Fare-f&^%$-well 2006!

2006. The year of endurance, no matter how much it sucks, it can get worse.

Ought-six has been my worst year ever. It seems like all years ending in six get a perverse pleasure in seeing how far they can push before I stumble in to catatonia. But this year, it was by far the worst. I'm not going to recount all of the bad stuff, but I am going to share a few thoughts.

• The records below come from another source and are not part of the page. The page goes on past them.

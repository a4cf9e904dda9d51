//! Physiological range filtering: rows whose measurement value falls
//! outside the plausible interval for their kind are dropped. Nulls are
//! someone else's problem (the completeness filter); the mask here only
//! fires on present numeric values.

use std::collections::BTreeMap;

use polars::prelude::*;
use tracing::{info, warn};

use crate::error::{PipelineError, Result};
use crate::report::REMOVAL_WARN_THRESHOLD;
use crate::schema::{self, columns, valid_range};

const STAGE: &str = "range validator";

#[derive(Debug, Clone)]
pub struct RangeStats {
    pub rows_in: usize,
    pub rows_out: usize,
    pub removed_by_kind: BTreeMap<String, usize>,
}

impl RangeStats {
    pub fn removed(&self) -> usize {
        self.rows_in - self.rows_out
    }

    pub fn removal_percentage(&self) -> f64 {
        if self.rows_in == 0 {
            0.0
        } else {
            self.removed() as f64 / self.rows_in as f64 * 100.0
        }
    }
}

pub fn filter_measurement_ranges(df: &DataFrame) -> Result<(DataFrame, RangeStats)> {
    let required = [columns::MEASUREMENT_KIND, columns::VALUE];
    let missing = schema::missing_columns(df, &required);
    if !missing.is_empty() {
        return Err(PipelineError::Schema {
            stage: STAGE,
            missing,
        });
    }

    let rows_in = df.height();
    if rows_in == 0 {
        warn!("input table is empty, nothing to range-check");
        return Ok((
            df.clone(),
            RangeStats {
                rows_in: 0,
                rows_out: 0,
                removed_by_kind: BTreeMap::new(),
            },
        ));
    }

    let kinds = df.column(columns::MEASUREMENT_KIND)?.cast(&DataType::String)?;
    let kinds = kinds.str()?;
    let values = df.column(columns::VALUE)?.cast(&DataType::Float64)?;
    let values = values.f64()?;

    let mut keep: Vec<bool> = Vec::with_capacity(rows_in);
    let mut removed_by_kind: BTreeMap<String, usize> = BTreeMap::new();

    for idx in 0..rows_in {
        let (Some(kind), Some(value)) = (kinds.get(idx), values.get(idx)) else {
            keep.push(true);
            continue;
        };

        let (min, max) = valid_range(kind);
        if value < min || value > max {
            *removed_by_kind.entry(kind.to_string()).or_insert(0) += 1;
            keep.push(false);
        } else {
            keep.push(true);
        }
    }

    let mask = BooleanChunked::new("keep".into(), keep);
    let filtered = df.filter(&mask)?;

    let stats = RangeStats {
        rows_in,
        rows_out: filtered.height(),
        removed_by_kind,
    };

    for (kind, count) in &stats.removed_by_kind {
        info!(kind = kind.as_str(), removed = count, "out-of-range values removed");
    }
    info!(
        rows_in,
        rows_out = stats.rows_out,
        removed = stats.removed(),
        percentage = format!("{:.1}", stats.removal_percentage()),
        "range validation complete"
    );
    if stats.removal_percentage() > REMOVAL_WARN_THRESHOLD {
        warn!(
            percentage = format!("{:.1}", stats.removal_percentage()),
            "unusually high out-of-range share"
        );
    }

    Ok((filtered, stats))
}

  • Great husbands and good friends can get you through anything.
  • Justin Timberlake's FutureSexLoveSounds was the best album this year.
  • I love my husband.
  • I'm going to get shit for not listing that last one first.
  • Peanut butter and chocolate can cure a lot of woes.
  • No matter how private your yard, wearing a shirt outside is ALWAYS advisable.
  • Silk yarn smells like turds when it is wet, but the feel of it makes the turd smell acceptable.
  • Never wear anything made from silk yarn in the rain, snow, or any other extremely humid environment.
  • I love my cat.
  • Scissors + yarn = BAD
  • Losing at the who-gives-a-crap-bowl against Nevada would have been an embarrassing and disappointing way to end a football season. Whew Chavez Grant!
  • I love my dog.
  • Calling a face lift "eye surgery" fools no one.
  • Canadian ATM's are vicious.
  • Beware! Dog treat cookies can look exactly like people cookies.
  • If you have me detained, I will still hate you ten years later.
  • Even though it doesn't snow in October, November, or December, it can still snow the following April.
  • Sports teams' mascots can teach you a lot about ornithology.
  • No matter how bad a knot, someone, somewhere can get the knot unknotted.
  • I may be immune to e.coli.
  • Famous or semi-famous people fly out of and into Bradley International Airport around Thanksgiving.

  • See ya oh-six. Welcome oh-seven. Love you. Please be nice.